**EXERCISE REQUIREMENTS**
Scan the data below and copy each line where "bool" occurs.

Collected data:
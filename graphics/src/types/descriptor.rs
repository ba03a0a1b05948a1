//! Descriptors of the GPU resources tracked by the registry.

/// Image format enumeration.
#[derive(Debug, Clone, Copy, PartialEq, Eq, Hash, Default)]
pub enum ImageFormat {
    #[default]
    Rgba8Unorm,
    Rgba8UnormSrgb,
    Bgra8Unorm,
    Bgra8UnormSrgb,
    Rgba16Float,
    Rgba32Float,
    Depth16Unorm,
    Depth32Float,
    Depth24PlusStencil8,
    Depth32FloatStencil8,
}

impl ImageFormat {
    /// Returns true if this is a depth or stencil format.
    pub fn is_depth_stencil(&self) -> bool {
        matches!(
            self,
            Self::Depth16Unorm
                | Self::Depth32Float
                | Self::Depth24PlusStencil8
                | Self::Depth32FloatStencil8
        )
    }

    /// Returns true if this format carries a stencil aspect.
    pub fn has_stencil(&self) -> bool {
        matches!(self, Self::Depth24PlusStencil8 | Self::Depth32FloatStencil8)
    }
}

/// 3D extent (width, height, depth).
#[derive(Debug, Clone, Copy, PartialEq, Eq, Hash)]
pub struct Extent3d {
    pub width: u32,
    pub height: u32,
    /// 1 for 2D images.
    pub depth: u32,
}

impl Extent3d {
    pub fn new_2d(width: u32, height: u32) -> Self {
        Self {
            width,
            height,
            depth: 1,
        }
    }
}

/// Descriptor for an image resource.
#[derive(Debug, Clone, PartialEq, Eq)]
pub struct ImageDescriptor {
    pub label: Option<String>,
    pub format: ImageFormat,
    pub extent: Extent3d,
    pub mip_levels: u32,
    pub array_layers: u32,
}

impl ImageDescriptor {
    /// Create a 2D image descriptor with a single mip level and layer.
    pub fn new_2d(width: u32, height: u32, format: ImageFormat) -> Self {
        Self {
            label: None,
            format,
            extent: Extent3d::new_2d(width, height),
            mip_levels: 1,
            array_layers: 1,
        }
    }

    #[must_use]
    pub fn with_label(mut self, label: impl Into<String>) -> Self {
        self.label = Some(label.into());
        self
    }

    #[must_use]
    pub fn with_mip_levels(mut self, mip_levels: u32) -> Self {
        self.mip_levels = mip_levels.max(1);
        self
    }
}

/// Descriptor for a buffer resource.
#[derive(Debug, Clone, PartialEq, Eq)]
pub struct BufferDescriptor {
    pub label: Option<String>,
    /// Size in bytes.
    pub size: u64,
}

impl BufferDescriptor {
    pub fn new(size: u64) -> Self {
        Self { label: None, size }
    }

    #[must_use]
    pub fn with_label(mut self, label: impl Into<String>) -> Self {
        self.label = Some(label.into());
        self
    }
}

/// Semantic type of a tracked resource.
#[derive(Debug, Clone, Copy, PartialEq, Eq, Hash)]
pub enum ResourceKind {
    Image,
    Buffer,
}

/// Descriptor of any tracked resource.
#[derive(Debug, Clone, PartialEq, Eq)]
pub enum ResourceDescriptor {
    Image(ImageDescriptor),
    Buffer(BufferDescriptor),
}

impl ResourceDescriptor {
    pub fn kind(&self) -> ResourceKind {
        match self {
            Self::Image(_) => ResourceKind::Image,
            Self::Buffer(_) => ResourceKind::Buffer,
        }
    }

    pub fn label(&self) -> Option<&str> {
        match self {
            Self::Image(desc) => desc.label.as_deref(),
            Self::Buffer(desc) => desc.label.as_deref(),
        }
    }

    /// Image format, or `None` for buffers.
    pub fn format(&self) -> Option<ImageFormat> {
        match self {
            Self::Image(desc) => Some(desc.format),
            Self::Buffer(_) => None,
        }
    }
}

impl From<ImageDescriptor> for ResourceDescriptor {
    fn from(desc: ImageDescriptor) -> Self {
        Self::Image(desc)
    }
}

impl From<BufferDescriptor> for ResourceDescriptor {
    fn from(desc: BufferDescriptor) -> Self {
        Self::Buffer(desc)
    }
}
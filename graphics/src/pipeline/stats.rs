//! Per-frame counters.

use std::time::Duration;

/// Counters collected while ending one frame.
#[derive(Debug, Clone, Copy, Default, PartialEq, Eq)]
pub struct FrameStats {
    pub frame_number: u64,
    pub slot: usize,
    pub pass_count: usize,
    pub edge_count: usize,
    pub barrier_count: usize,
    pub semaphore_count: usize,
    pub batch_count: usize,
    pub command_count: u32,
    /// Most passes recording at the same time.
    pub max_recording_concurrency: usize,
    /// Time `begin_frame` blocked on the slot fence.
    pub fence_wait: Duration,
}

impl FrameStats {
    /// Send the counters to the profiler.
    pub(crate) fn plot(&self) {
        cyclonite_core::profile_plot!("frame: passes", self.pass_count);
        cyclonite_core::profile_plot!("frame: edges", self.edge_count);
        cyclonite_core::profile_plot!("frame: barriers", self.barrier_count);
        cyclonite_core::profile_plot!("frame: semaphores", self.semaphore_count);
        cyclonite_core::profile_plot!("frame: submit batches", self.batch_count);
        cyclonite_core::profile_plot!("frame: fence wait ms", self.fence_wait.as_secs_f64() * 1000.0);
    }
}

**RESPONSE TO THIS TASK**
    pub fn is_depth_stencil(&self) -> bool {
    pub fn has_stencil(&self) -> bool {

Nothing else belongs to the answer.